AISB miscellaneous Bulletin Item

NEW JOURNAL: Biologically inspired cognitive architectures

http://www.elsevier.com/wps/find/journaldescription.cws_home/727718/description

The focus of the journal is on the integration of many research efforts in addressing the challenge
of creating a real-life computational equivalent of the human mind. Therefore, the journal 
publishes on the multidisciplinary study of cognitive architectures found in vivo and in silico.

To help foster a wider understanding, at a computational level, of how natural intelligent systems 
develop their cognitive, metacognitive, and learning functions, the journal will promote the 
overarching goal of creating one unifying widespread framework for the computational modeling of 
biologically inspired cognitive architectures.

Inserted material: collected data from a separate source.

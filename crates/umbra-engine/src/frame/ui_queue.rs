use crate::camera::View;

use super::DrawCmd;

/// One deferred UI draw.
#[derive(Debug, Clone)]
pub struct UiEntry {
    pub(crate) cmd: DrawCmd,
    /// Camera captured at queue time for mouse-relative buffers.
    pub(crate) view: Option<View>,
}

/// UI draws recorded during the scene phase, flushed in insertion order by
/// the UI composite.
#[derive(Debug, Default)]
pub struct UiQueue {
    entries: Vec<UiEntry>,
}

impl UiQueue {
    pub fn reset(&mut self) {
        self.entries.clear();
    }

    pub(crate) fn push(&mut self, cmd: DrawCmd, view: Option<View>) {
        self.entries.push(UiEntry { cmd, view });
    }

    pub(crate) fn take(&mut self) -> Vec<UiEntry> {
        std::mem::take(&mut self.entries)
    }

    #[inline]
    pub fn len(&self) -> usize {
        self.entries.len()
    }

    #[inline]
    pub fn is_empty(&self) -> bool {
        self.entries.is_empty()
    }
}
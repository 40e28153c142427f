use crate::camera::{Camera, View};
use crate::config::RendererConfig;
use crate::coords::{ColorRgba, Vec2, Vec3};
use crate::geometry::{
    GeometryBuffer, Primitive, Quad, QuadBuffer, ShadowLight, ShadowQuadBuffer, ShadowRange,
};
use crate::lights::{Daylight, LightSet, LightSource};
use crate::shading::{light_type, ProgramKind, ProgramRegistry};

use super::{
    DrawCmd, FrameCommands, FrameError, FramePhase, PassKind, RenderContextError, TextureSetId,
    UiQueue,
};

/// Inputs to the lighting phase of a game-mode frame.
pub struct Lighting<'a> {
    pub daylight: Daylight,
    /// Fixed night light drawn as a second directional light, e.g.
    /// [`TimeOfDay::nightlight`](crate::lights::TimeOfDay::nightlight).
    pub moonlight: Option<(Vec3, ColorRgba)>,
    /// Pointer in screen pixels (bottom-left origin). `None` hides the mouse light.
    pub mouse: Option<Vec2>,
    /// Must come from [`RenderContext::new_light_set`] or share its shadow config.
    pub lights: &'a mut LightSet,
}

/// Explicit rendering state owned by the frame loop.
///
/// Holds the camera, the program registry and the deferred UI queue, and
/// records each frame as [`FrameCommands`] for the GPU renderer:
///
/// 1. [`new_frame`](Self::new_frame) opens the geometry pass.
/// 2. [`draw`](Self::draw) records scene buffers and queues UI buffers.
/// 3. [`end_frame`](Self::end_frame) records the shadow and light passes (game mode only).
/// 4. [`draw_ui`](Self::draw_ui) flushes the UI queue.
///
/// Calls out of that order fail with [`FrameError::OutOfOrder`].
pub struct RenderContext {
    config: RendererConfig,
    screen: (f32, f32),
    camera: Camera,
    programs: ProgramRegistry,
    ui: UiQueue,
    commands: FrameCommands,
    phase: FramePhase,
    sun: QuadBuffer,
    sun_quad: Quad,
}
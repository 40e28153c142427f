use anyhow::{Context, Result};
use ouroboros::self_referencing;
use std::collections::HashMap;

use winit::application::ApplicationHandler;
use winit::dpi::{LogicalSize, PhysicalPosition, PhysicalSize};
use winit::event::WindowEvent;
use winit::event_loop::{ActiveEventLoop, ControlFlow, EventLoop};
use winit::window::{Window, WindowId};

use crate::coords::{Vec2, Viewport};
use crate::core::{App, AppControl, FrameCtx, WindowCtx};
use crate::device::{Gpu, GpuInit};
use crate::time::FrameClock;

/// Window settings.
#[derive(Debug, Clone)]
pub struct RuntimeConfig {
    pub title: String,
    pub initial_size: LogicalSize<f64>,
    /// Smallest size the window may be dragged to.
    pub min_size: Option<LogicalSize<f64>>,
}

impl Default for RuntimeConfig {
    fn default() -> Self {
        Self {
            title: "umbra".to_string(),
            initial_size: LogicalSize::new(1280.0, 720.0),
            min_size: Some(LogicalSize::new(320.0, 240.0)),
        }
    }
}

/// Requests an app can make from `on_frame`.
///
/// Buffered and applied once the callback returns.
#[derive(Default)]
pub struct RuntimeCtx {
    commands: Vec<Command>,
}

impl RuntimeCtx {
    pub fn create_window(&mut self, config: RuntimeConfig) {
        self.commands.push(Command::CreateWindow(config));
    }

    pub fn close_window(&mut self, id: WindowId) {
        self.commands.push(Command::CloseWindow(id));
    }

    pub fn exit(&mut self) {
        self.commands.push(Command::Exit);
    }
}

enum Command {
    CreateWindow(RuntimeConfig),
    CloseWindow(WindowId),
    Exit,
}

/// Runs an [`App`] in a continuously redrawing game loop.
pub struct Runtime;

impl Runtime {
    /// Blocks until the last window closes or the app asks to exit.
    pub fn run<A>(initial: RuntimeConfig, gpu_init: GpuInit, app: A) -> Result<()>
    where
        A: App + 'static,
    {
        let event_loop = EventLoop::new().context("failed to create winit EventLoop")?;
        event_loop.set_control_flow(ControlFlow::Poll);

        let mut driver = Driver {
            initial,
            gpu_init,
            app,
            windows: HashMap::new(),
            exiting: false,
        };
        event_loop
            .run_app(&mut driver)
            .context("winit event loop terminated with error")?;

        log::info!("runtime stopped");
        Ok(())
    }
}

#[self_referencing]
struct WindowEntry {
    clock: FrameClock,
    /// Physical pixels, bottom-left origin.
    pointer: Option<Vec2>,
    /// Minimised or fully covered; frames are not drawn.
    hidden: bool,

    window: Window,

    #[borrows(window)]
    #[covariant]
    gpu: Gpu<'this>,
}

struct Driver<A: App + 'static> {
    initial: RuntimeConfig,
    gpu_init: GpuInit,
    app: A,
    windows: HashMap<WindowId, WindowEntry>,
    exiting: bool,
}

impl<A: App + 'static> Driver<A> {
    fn open_window(&mut self, event_loop: &ActiveEventLoop, config: RuntimeConfig) -> Result<WindowId> {
        let mut attrs = Window::default_attributes()
            .with_title(config.title)
            .with_inner_size(config.initial_size);
        if let Some(min) = config.min_size {
            attrs = attrs.with_min_inner_size(min);
        }

        let window = event_loop
            .create_window(attrs)
            .context("failed to create window")?;
        let id = window.id();
        let gpu_init = self.gpu_init.clone();

        let entry = WindowEntryTryBuilder {
            clock: FrameClock::default(),
            pointer: None,
            hidden: false,
            window,
            gpu_builder: |w| pollster::block_on(Gpu::new(w, gpu_init)),
        }
        .try_build()
        .context("GPU initialization failed for window")?;

        entry.with_window(|w| w.request_redraw());
        self.windows.insert(id, entry);
        log::info!("window {id:?} opened");
        Ok(id)
    }

    fn close_window(&mut self, id: WindowId) {
        if self.windows.remove(&id).is_some() {
            log::info!("window {id:?} closed");
        }
        if self.windows.is_empty() {
            self.exiting = true;
        }
    }

    fn resize(&mut self, id: WindowId, size: PhysicalSize<u32>) {
        let Some(entry) = self.windows.get_mut(&id) else { return };
        entry.with_gpu_mut(|gpu| gpu.resize(size));

        let minimised = size.width == 0 || size.height == 0;
        entry.with_hidden_mut(|hidden| *hidden = minimised);
        if !minimised {
            self.app
                .on_resize(id, Viewport::new(size.width as f32, size.height as f32));
        }
    }

    /// Ticks the window's clock and hands one frame to the app.
    fn redraw(&mut self, event_loop: &ActiveEventLoop, id: WindowId) {
        let mut runtime = RuntimeCtx::default();
        let app = &mut self.app;
        let Some(entry) = self.windows.get_mut(&id) else { return };
        if *entry.borrow_hidden() {
            return;
        }

        let control = entry.with_mut(|fields| {
            let mut ctx = FrameCtx {
                window: WindowCtx { id, window: fields.window },
                gpu: fields.gpu,
                pointer: *fields.pointer,
                time: fields.clock.tick(),
                runtime: &mut runtime,
            };
            app.on_frame(&mut ctx)
        });

        if control == AppControl::Exit {
            runtime.exit();
        }
        self.apply(event_loop, runtime);
    }

    fn apply(&mut self, event_loop: &ActiveEventLoop, mut runtime: RuntimeCtx) {
        for cmd in runtime.commands.drain(..) {
            match cmd {
                Command::CreateWindow(config) => {
                    if let Err(e) = self.open_window(event_loop, config) {
                        log::error!("failed to create window: {e:#}");
                    }
                }
                Command::CloseWindow(id) => self.close_window(id),
                Command::Exit => self.exiting = true,
            }
        }
    }
}

impl<A: App + 'static> ApplicationHandler for Driver<A> {
    fn resumed(&mut self, event_loop: &ActiveEventLoop) {
        if !self.windows.is_empty() {
            return;
        }
        if let Err(e) = self.open_window(event_loop, self.initial.clone()) {
            log::error!("failed to create initial window: {e:#}");
            self.exiting = true;
            event_loop.exit();
        }
    }

    fn about_to_wait(&mut self, event_loop: &ActiveEventLoop) {
        if self.exiting {
            event_loop.exit();
            return;
        }
        for entry in self.windows.values() {
            entry.with_window(|w| w.request_redraw());
        }
    }

    fn window_event(&mut self, event_loop: &ActiveEventLoop, id: WindowId, event: WindowEvent) {
        let Some(entry) = self.windows.get_mut(&id) else { return };
        entry.with_mut(|fields| track_pointer(fields.window, fields.pointer, &event));

        if self.app.on_window_event(id, &event) == AppControl::Exit {
            self.exiting = true;
        }

        match event {
            WindowEvent::CloseRequested => self.close_window(id),
            WindowEvent::Resized(size) => self.resize(id, size),
            WindowEvent::ScaleFactorChanged { .. } => {
                if let Some(size) = self.windows.get(&id).map(|e| e.with_window(|w| w.inner_size())) {
                    self.resize(id, size);
                }
            }
            WindowEvent::Occluded(occluded) => {
                if let Some(entry) = self.windows.get_mut(&id) {
                    entry.with_hidden_mut(|hidden| *hidden = occluded);
                    // The clock would otherwise report the whole hidden span as one frame.
                    entry.with_clock_mut(|clock| clock.reset());
                }
            }
            WindowEvent::RedrawRequested if !self.exiting => self.redraw(event_loop, id),
            _ => {}
        }

        if self.exiting {
            event_loop.exit();
        }
    }
}

/// Keeps the cursor position in physical pixels with a bottom-left origin.
fn track_pointer(window: &Window, pointer: &mut Option<Vec2>, event: &WindowEvent) {
    match event {
        WindowEvent::CursorMoved { position, .. } => {
            *pointer = Some(flip_y(*position, window.inner_size().height));
        }
        WindowEvent::CursorLeft { .. } => *pointer = None,
        _ => {}
    }
}

fn flip_y(position: PhysicalPosition<f64>, height: u32) -> Vec2 {
    Vec2::new(position.x as f32, height as f32 - position.y as f32)
}

#[cfg(test)]
mod tests {
    use super::*;

    #[test]
    fn cursor_origin_moves_to_bottom_left() {
        let p = flip_y(PhysicalPosition::new(10.0, 0.0), 600);
        assert_eq!(p, Vec2::new(10.0, 600.0));
        let p = flip_y(PhysicalPosition::new(0.0, 600.0), 600);
        assert_eq!(p, Vec2::new(0.0, 0.0));
    }

    #[test]
    fn runtime_commands_are_buffered_in_order() {
        let mut ctx = RuntimeCtx::default();
        ctx.create_window(RuntimeConfig::default());
        ctx.exit();
        assert!(matches!(ctx.commands[0], Command::CreateWindow(_)));
        assert!(matches!(ctx.commands[1], Command::Exit));
    }
}
//! Geometry arena.
//!
//! Fixed-capacity pools of quad and line slots backed by flat position,
//! texture-coordinate and colour arrays plus a static index table.
//!
//! Responsibilities:
//! - hand out reusable slots without per-frame allocation (free list + high-water mark)
//! - let owners mutate a slot's vertices, texture coordinates and colours in place
//! - hide disabled slots by collapsing them to a degenerate point
//!
//! Buffers never grow. Capacity is chosen at construction; running out is a
//! [`CapacityError`].

mod border;
mod buffer;
mod error;
mod primitive;
mod shadow;

pub use border::QuadBorder;
pub use buffer::{
    BufferId, BufferOptions, GeometryBuffer, Line, LineBuffer, Quad, QuadBuffer, Slot, SlotMut,
    VertexStreams,
};
pub use error::CapacityError;
pub use primitive::{Lines, Primitive, PrimitiveKind, Quads};
pub use shadow::{ShadowLight, ShadowQuadBuffer, ShadowRange};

The scope includes (but is not limited to): Cognitive science, with a focus on higher cognitive 
functions and their cognitive architecture models: including autonomous cognition and metacognition,
imagery, sensemaking, meta-learning, self-regulated learning, life-long learning and cognitive 
growth, "critical mass" of a learner, models of creativity, affects, emotions and feelings, 
emotional competence, social cognition, the self, human-like episodic memory, language perception, 
processing, production, acquisition, and development; Computer science and engineering, with a 
focus on human-like artificial intelligence: cognitive architectures, virtual and physical 
cognitive robotics, synthetic characters, bootstrapped and human-like learning, human-computer 
interface, vision, computational linguistics, intelligent tutoring systems; Neuroscience, with a 
focus on higher cognition and learning: system-level computational neuroscience, cognitive 
neuroscience, models of the neural substrates of semantic and episodic memory and awareness, 
agency, emotions and feelings, theory of mind and social cognition, language, imagery, voluntary 
control, goal and value systems, spatial cognition, etc.

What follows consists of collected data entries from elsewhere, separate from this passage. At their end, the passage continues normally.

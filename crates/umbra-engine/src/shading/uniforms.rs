use bytemuck::{Pod, Zeroable};

use crate::camera::View;
use crate::coords::{ColorRgba, Vec2, Vec3};

use super::{ProgramLayout, Uniform};

/// CPU copy of the WGSL `Uniforms` block in `common.wgsl`.
///
/// One snapshot is taken per recorded draw and uploaded at a dynamic offset.
#[repr(C)]
#[derive(Debug, Copy, Clone, PartialEq, Pod, Zeroable)]
pub struct DrawUniforms {
    pub translation: [f32; 2],
    pub scale: [f32; 2],
    /// width, height, z_max, unused
    pub screen_dimensions: [f32; 4],

    pub using_textures: u32,
    pub light_type: u32,
    pub shadow_index: u32,
    pub light_radius: f32,

    /// screen x, screen y, height, unused
    pub light_pos: [f32; 4],
    pub light_colour: [f32; 4],
    pub ambient_colour: [f32; 4],
    pub directional_light_dir: [f32; 4],

    pub cone_dir: f32,
    pub cone_width: f32,
    pub light_intensity: f32,
    pub ambient_attenuation: f32,

    /// atlas columns, rows
    pub shadow_grid: [f32; 2],
    pub _pad: [f32; 2],
}

impl DrawUniforms {
    pub const SIZE: u64 = std::mem::size_of::<Self>() as u64;
}

impl Default for DrawUniforms {
    fn default() -> Self {
        Self {
            scale: [1.0, 1.0],
            light_intensity: 1.0,
            ..Zeroable::zeroed()
        }
    }
}

/// Light type tags understood by the light program.
pub mod light_type {
    pub const DIRECTIONAL: u32 = 1;
    pub const SHADOWED: u32 = 2;
    pub const SOFT: u32 = 3;
    pub const AMBIENT_BOX: u32 = 4;
}

/// Typed writer over one program's uniform state.
///
/// Writes to uniforms the program did not resolve are dropped.
pub struct UniformWriter<'a> {
    layout: &'a ProgramLayout,
    state: &'a mut DrawUniforms,
}

macro_rules! setter {
    ($(#[$m:meta])* $fn:ident, $uniform:ident, |$s:ident, $v:ident: $ty:ty| $body:expr) => {
        $(#[$m])*
        pub fn $fn(&mut self, $v: $ty) -> &mut Self {
            if self.layout.has(Uniform::$uniform) {
                let $s = &mut *self.state;
                $body;
            }
            self
        }
    };
}

impl<'a> UniformWriter<'a> {
    pub(crate) fn new(layout: &'a ProgramLayout, state: &'a mut DrawUniforms) -> Self {
        Self { layout, state }
    }

    /// Translation and scale together.
    pub fn view(&mut self, view: View) -> &mut Self {
        self.translation(view.translation).scale(view.scale)
    }

    setter!(translation, Translation, |s, v: Vec2| s.translation = v.to_array());
    setter!(scale, Scale, |s, v: Vec2| s.scale = v.to_array());
    setter!(
        /// Width and height in pixels plus the depth range.
        screen_dimensions, ScreenDimensions, |s, v: Vec3| s.screen_dimensions = v.extend(0.0)
    );
    setter!(using_textures, UsingTextures, |s, v: bool| s.using_textures = v as u32);
    setter!(light_type, LightType, |s, v: u32| s.light_type = v);
    setter!(
        /// Screen position and height above the scene.
        light_pos, LightPos, |s, v: Vec3| s.light_pos = v.extend(0.0)
    );
    setter!(light_colour, LightColour, |s, v: ColorRgba| s.light_colour = v.to_array());
    setter!(ambient_colour, AmbientColour, |s, v: ColorRgba| s.ambient_colour = v.to_array());
    setter!(ambient_attenuation, AmbientAttenuation, |s, v: f32| s.ambient_attenuation = v);
    setter!(directional_light_dir, DirectionalLightDir, |s, v: Vec3| s.directional_light_dir = v.extend(0.0));
    setter!(cone_dir, ConeDir, |s, v: f32| s.cone_dir = v);
    setter!(cone_width, ConeWidth, |s, v: f32| s.cone_width = v);
    setter!(shadow_index, ShadowIndex, |s, v: u32| s.shadow_index = v);
    setter!(shadow_grid, ShadowGrid, |s, v: [u32; 2]| s.shadow_grid = [v[0] as f32, v[1] as f32]);
    setter!(light_radius, LightRadius, |s, v: f32| s.light_radius = v);
    setter!(light_intensity, LightIntensity, |s, v: f32| s.light_intensity = v);
}

#[cfg(test)]
mod tests {
    use super::*;

    #[test]
    fn block_matches_wgsl_layout() {
        assert_eq!(DrawUniforms::SIZE, 144);
        assert_eq!(std::mem::offset_of!(DrawUniforms, light_pos), 48);
        assert_eq!(std::mem::offset_of!(DrawUniforms, cone_dir), 112);
        assert_eq!(std::mem::offset_of!(DrawUniforms, shadow_grid), 128);
    }

    #[test]
    fn default_has_unit_scale() {
        let u = DrawUniforms::default();
        assert_eq!(u.scale, [1.0, 1.0]);
        assert_eq!(u.translation, [0.0, 0.0]);
    }
}
use crate::coords::{ColorRgba, Vec2};

use super::{CapacityError, Quad, QuadBuffer};

/// Rectangle outline made of four thin quads in one buffer.
#[derive(Debug, Copy, Clone)]
pub struct QuadBorder {
    sides: [Quad; 4],
    line_width: f32,
}

impl QuadBorder {
    /// Allocates the four sides. On failure nothing stays allocated.
    pub fn new(buffer: &mut QuadBuffer, line_width: f32) -> Result<Self, CapacityError> {
        let mut sides = Vec::with_capacity(4);
        for _ in 0..4 {
            match buffer.allocate() {
                Ok(q) => sides.push(q),
                Err(e) => {
                    for q in sides {
                        buffer.delete(q);
                    }
                    return Err(e);
                }
            }
        }
        Ok(Self {
            sides: [sides[0], sides[1], sides[2], sides[3]],
            line_width,
        })
    }

    #[inline]
    pub fn line_width(&self) -> f32 {
        self.line_width
    }

    /// Takes effect on the next `set_vertices`.
    #[inline]
    pub fn set_line_width(&mut self, line_width: f32) {
        self.line_width = line_width;
    }

    /// Lays the sides out along the rectangle's inner edge.
    pub fn set_vertices(&self, buffer: &mut QuadBuffer, bottom_left: Vec2, top_right: Vec2, depth: f32) {
        let w = self.line_width;
        let [bottom, top, left, right] = self.sides;

        buffer
            .slot_mut(bottom)
            .set_vertices(bottom_left, Vec2::new(top_right.x, bottom_left.y + w), depth);
        buffer
            .slot_mut(top)
            .set_vertices(Vec2::new(bottom_left.x, top_right.y - w), top_right, depth);
        buffer
            .slot_mut(left)
            .set_vertices(bottom_left, Vec2::new(bottom_left.x + w, top_right.y), depth);
        buffer
            .slot_mut(right)
            .set_vertices(Vec2::new(top_right.x - w, bottom_left.y), top_right, depth);
    }

    pub fn set_colour(&self, buffer: &mut QuadBuffer, colour: ColorRgba) {
        for side in self.sides {
            buffer.slot_mut(side).set_colour(colour);
        }
    }

    pub fn enable(&self, buffer: &mut QuadBuffer) {
        for side in self.sides {
            buffer.slot_mut(side).enable();
        }
    }

    pub fn disable(&self, buffer: &mut QuadBuffer) {
        for side in self.sides {
            buffer.slot_mut(side).disable();
        }
    }

    pub fn delete(self, buffer: &mut QuadBuffer) {
        for side in self.sides {
            buffer.delete(side);
        }
    }

    #[inline]
    pub fn sides(&self) -> &[Quad; 4] {
        &self.sides
    }
}

#[cfg(test)]
mod tests {
    use super::*;

    #[test]
    fn sides_hug_inner_edge() {
        let mut buf = QuadBuffer::new(4);
        let border = QuadBorder::new(&mut buf, 2.0).unwrap();
        border.set_vertices(&mut buf, Vec2::new(0.0, 0.0), Vec2::new(10.0, 20.0), 5.0);

        let [bottom, top, left, right] = *border.sides();
        assert_eq!(buf.vertices(bottom)[2], [10.0, 2.0, 5.0]);
        assert_eq!(buf.vertices(top)[0], [0.0, 18.0, 5.0]);
        assert_eq!(buf.vertices(left)[2], [2.0, 20.0, 5.0]);
        assert_eq!(buf.vertices(right)[0], [8.0, 0.0, 5.0]);
    }

    #[test]
    fn failed_allocation_releases_partial_sides() {
        let mut buf = QuadBuffer::new(3);
        assert!(QuadBorder::new(&mut buf, 1.0).is_err());
        assert_eq!(buf.live(), 0);
    }

    #[test]
    fn delete_returns_all_sides() {
        let mut buf = QuadBuffer::new(4);
        let border = QuadBorder::new(&mut buf, 1.0).unwrap();
        border.delete(&mut buf);
        assert_eq!(buf.live(), 0);
        assert!(QuadBorder::new(&mut buf, 1.0).is_ok());
    }
}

Contributions to the journal should include a cognitive architecture element and an element of 
biological inspiration, the latter understood broadly (e.g., inspiration by the human cognition). 
Both mature and new cutting edge research are welcomed, provided they have a strong emphasis on 
concrete empirical or theoretical studies. Submissions of a purely philosophical nature are 
discouraged and will be redirected elsewhere.